- _EXERCISE INSTRUCTIONS_: Look through the entries below and return all lines including the word "TrySendError".

- _Recorded data_:
┄┄┄┄┄┄┄┄┄┄

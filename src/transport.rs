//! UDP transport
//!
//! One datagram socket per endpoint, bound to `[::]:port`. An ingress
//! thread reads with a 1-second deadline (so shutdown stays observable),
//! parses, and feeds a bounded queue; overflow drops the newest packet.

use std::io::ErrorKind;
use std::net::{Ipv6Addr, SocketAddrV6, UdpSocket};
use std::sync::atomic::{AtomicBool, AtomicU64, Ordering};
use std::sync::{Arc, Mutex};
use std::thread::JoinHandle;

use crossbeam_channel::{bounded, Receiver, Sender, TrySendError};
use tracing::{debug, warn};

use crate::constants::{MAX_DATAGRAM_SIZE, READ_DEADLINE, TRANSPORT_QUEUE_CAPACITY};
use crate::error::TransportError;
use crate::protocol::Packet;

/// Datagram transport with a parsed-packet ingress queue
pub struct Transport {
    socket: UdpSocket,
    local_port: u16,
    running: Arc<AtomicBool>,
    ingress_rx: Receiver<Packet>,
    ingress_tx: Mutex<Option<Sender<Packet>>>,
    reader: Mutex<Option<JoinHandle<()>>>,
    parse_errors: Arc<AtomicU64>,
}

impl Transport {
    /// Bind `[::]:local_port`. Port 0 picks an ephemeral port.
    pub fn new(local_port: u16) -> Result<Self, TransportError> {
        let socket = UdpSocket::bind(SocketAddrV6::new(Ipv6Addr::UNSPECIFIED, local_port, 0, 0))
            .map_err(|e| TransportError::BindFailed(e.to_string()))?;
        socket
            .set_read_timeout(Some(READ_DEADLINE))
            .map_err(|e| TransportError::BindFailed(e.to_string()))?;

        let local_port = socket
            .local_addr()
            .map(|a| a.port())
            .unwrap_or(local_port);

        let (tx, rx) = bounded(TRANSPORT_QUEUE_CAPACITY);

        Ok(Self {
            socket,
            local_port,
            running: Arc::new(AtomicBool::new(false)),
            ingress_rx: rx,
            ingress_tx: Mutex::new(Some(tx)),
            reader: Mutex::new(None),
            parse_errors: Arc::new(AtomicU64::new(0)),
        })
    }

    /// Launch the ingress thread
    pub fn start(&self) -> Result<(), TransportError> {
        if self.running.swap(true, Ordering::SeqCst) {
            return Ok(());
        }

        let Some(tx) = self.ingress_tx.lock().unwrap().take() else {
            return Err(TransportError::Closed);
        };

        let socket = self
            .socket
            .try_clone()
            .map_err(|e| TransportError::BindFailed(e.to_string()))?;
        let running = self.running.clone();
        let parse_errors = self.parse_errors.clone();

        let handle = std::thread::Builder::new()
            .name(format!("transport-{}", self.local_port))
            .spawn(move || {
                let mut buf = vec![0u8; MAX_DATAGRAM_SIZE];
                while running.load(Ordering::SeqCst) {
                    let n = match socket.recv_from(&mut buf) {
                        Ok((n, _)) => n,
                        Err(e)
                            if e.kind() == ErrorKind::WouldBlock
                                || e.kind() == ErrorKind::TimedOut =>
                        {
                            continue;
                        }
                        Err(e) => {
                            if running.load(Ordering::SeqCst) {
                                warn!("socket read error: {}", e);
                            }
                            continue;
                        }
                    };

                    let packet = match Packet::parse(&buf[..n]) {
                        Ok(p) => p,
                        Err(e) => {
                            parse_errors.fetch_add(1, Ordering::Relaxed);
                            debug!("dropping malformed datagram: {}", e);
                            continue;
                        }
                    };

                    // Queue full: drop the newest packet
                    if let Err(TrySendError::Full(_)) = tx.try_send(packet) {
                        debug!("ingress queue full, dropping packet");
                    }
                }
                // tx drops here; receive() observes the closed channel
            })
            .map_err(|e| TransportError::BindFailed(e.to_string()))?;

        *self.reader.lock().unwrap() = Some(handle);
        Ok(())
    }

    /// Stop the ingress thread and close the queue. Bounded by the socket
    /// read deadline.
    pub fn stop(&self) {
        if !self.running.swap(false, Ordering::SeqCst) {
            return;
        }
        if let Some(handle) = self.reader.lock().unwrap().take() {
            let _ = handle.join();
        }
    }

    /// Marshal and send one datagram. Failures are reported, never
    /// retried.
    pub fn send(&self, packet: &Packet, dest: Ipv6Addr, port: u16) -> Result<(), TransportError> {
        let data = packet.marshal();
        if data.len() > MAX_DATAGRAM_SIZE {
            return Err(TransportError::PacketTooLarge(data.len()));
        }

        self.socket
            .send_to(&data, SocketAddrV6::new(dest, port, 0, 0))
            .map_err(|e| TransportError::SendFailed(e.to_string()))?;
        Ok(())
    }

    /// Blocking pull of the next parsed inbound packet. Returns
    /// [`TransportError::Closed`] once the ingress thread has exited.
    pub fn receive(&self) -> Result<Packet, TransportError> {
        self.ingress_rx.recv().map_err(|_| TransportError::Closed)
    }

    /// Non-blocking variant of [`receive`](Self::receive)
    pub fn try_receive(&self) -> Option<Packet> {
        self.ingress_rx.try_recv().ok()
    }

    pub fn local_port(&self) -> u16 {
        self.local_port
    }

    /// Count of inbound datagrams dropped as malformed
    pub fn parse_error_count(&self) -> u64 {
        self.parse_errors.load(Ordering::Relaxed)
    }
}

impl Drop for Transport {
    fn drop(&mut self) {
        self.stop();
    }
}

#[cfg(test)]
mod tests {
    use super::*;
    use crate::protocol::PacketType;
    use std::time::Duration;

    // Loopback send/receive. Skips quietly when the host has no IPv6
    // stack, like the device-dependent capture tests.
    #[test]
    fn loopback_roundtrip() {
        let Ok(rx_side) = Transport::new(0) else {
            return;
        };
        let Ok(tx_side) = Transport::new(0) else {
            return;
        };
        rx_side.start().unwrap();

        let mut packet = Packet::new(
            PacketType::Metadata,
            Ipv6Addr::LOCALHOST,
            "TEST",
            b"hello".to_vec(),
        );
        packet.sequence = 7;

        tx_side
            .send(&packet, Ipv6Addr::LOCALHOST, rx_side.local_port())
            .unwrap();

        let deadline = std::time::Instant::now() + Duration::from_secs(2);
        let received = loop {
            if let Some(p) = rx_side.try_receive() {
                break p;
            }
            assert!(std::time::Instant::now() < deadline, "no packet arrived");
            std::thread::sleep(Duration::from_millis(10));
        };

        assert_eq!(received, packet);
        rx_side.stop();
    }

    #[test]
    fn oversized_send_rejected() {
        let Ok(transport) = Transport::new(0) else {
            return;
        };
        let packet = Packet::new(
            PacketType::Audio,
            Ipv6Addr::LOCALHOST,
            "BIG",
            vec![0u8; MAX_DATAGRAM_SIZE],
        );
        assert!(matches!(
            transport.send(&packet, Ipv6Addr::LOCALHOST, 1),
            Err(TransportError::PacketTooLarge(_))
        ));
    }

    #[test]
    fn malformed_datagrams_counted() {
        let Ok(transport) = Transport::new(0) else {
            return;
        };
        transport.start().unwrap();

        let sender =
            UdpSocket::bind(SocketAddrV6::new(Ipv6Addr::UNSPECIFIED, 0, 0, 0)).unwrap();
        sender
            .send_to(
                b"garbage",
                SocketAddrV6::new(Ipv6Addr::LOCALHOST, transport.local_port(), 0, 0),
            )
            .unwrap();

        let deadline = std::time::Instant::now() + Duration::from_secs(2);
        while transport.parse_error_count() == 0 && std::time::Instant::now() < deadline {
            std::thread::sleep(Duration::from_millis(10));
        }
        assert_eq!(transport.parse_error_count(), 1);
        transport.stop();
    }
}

┄┄┄┄┄┄┄┄┄┄

- _YOUR RESPONSE_:
use crossbeam_channel::{bounded, Receiver, Sender, TrySendError};
                    if let Err(TrySendError::Full(_)) = tx.try_send(packet) {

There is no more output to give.